[Saved data entries]
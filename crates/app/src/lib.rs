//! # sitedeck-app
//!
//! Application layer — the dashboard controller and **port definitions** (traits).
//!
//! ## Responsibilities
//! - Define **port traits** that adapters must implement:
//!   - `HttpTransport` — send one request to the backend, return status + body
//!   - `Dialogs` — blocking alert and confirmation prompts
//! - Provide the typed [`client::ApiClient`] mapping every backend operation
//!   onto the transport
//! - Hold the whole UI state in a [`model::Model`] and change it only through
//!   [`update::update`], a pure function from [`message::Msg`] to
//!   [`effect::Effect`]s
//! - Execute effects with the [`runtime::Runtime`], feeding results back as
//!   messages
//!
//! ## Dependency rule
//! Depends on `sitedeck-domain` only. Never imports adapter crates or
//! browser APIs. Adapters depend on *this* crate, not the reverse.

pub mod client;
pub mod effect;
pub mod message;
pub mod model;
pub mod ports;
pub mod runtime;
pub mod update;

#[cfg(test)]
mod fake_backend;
* * *
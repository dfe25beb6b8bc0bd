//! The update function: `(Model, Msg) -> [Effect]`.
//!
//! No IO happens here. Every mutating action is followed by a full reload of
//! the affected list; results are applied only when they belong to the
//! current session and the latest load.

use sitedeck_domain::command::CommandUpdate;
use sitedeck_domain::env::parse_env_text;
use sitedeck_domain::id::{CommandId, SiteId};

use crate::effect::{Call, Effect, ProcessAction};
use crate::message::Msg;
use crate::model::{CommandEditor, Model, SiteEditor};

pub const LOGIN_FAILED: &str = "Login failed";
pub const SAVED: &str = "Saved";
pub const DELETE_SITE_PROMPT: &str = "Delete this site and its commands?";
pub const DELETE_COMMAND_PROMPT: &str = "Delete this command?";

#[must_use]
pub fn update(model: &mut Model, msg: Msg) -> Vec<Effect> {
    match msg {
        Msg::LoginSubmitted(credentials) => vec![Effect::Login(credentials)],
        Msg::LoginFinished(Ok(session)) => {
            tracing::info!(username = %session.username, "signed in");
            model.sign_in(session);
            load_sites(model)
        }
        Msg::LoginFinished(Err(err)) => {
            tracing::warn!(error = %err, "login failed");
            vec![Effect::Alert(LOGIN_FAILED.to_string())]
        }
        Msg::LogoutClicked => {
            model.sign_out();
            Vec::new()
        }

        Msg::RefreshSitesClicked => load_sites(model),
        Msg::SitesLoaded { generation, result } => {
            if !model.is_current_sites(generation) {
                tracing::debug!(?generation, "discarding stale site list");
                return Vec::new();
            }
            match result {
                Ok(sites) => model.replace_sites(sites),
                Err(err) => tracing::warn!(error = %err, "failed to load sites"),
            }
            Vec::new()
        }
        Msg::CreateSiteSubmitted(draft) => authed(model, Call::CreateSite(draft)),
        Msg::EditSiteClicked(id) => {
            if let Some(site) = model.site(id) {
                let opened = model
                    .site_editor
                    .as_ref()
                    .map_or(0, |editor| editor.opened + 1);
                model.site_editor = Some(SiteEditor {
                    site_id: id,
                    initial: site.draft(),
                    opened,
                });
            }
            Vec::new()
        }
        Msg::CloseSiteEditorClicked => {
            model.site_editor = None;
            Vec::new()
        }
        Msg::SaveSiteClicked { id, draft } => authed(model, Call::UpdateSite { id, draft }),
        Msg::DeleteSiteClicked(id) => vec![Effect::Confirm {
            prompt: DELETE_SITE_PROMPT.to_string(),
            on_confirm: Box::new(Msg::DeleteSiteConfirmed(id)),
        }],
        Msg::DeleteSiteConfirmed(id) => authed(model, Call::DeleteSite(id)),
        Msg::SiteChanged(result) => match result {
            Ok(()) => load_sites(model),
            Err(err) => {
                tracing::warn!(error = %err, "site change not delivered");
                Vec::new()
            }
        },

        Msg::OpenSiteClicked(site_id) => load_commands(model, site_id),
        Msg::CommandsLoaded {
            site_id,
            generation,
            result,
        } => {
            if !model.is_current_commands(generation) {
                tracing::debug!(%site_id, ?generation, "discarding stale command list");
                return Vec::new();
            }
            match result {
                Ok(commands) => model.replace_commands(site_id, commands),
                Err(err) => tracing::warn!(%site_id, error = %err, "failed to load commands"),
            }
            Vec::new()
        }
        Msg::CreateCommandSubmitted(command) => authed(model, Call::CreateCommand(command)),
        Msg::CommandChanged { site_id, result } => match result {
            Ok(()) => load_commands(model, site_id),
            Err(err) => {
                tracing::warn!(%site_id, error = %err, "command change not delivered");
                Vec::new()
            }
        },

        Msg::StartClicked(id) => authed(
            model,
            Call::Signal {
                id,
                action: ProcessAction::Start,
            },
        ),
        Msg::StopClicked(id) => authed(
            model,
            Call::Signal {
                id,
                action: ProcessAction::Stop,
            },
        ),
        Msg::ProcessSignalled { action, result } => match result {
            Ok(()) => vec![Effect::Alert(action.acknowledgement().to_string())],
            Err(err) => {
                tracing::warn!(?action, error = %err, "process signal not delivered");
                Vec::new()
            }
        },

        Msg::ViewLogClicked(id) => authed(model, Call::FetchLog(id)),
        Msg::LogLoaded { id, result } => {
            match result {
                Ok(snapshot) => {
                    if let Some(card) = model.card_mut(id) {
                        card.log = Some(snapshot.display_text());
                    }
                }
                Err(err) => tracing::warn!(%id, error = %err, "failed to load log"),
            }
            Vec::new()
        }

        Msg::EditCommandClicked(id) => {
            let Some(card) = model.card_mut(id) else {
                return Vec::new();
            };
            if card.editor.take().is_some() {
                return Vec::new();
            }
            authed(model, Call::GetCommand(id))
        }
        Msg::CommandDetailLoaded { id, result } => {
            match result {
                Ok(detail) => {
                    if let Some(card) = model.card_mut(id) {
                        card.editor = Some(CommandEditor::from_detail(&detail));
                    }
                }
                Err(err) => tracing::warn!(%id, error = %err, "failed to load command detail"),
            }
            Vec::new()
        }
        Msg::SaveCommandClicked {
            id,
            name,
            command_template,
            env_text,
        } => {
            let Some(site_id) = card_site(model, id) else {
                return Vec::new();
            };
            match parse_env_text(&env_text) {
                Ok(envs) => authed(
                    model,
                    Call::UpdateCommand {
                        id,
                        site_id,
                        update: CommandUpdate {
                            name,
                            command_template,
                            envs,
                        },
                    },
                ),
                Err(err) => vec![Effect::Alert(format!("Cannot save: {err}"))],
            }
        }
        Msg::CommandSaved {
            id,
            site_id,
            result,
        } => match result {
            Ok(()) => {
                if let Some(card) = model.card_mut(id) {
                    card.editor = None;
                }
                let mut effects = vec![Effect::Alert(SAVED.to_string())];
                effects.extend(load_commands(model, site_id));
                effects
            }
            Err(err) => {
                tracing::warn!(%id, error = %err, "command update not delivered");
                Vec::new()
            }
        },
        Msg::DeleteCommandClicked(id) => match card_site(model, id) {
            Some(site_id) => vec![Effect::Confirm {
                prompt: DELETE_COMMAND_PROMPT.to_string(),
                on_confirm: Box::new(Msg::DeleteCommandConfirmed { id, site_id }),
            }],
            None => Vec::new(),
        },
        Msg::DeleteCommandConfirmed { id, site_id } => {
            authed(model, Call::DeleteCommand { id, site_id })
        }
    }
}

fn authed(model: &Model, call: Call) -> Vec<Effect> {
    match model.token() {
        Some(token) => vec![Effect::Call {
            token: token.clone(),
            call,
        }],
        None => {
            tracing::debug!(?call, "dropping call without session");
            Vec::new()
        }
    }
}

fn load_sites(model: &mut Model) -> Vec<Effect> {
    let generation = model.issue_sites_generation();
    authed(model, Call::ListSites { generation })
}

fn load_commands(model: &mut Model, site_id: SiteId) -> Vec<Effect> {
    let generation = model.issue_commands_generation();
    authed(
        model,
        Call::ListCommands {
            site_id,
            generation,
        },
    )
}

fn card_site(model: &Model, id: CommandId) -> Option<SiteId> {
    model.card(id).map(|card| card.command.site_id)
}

» Exercise objective: Extract each line from the entries above that contains the string "stale".

» Expected answer:
                tracing::debug!(?generation, "discarding stale site list");
                tracing::debug!(%site_id, ?generation, "discarding stale command list");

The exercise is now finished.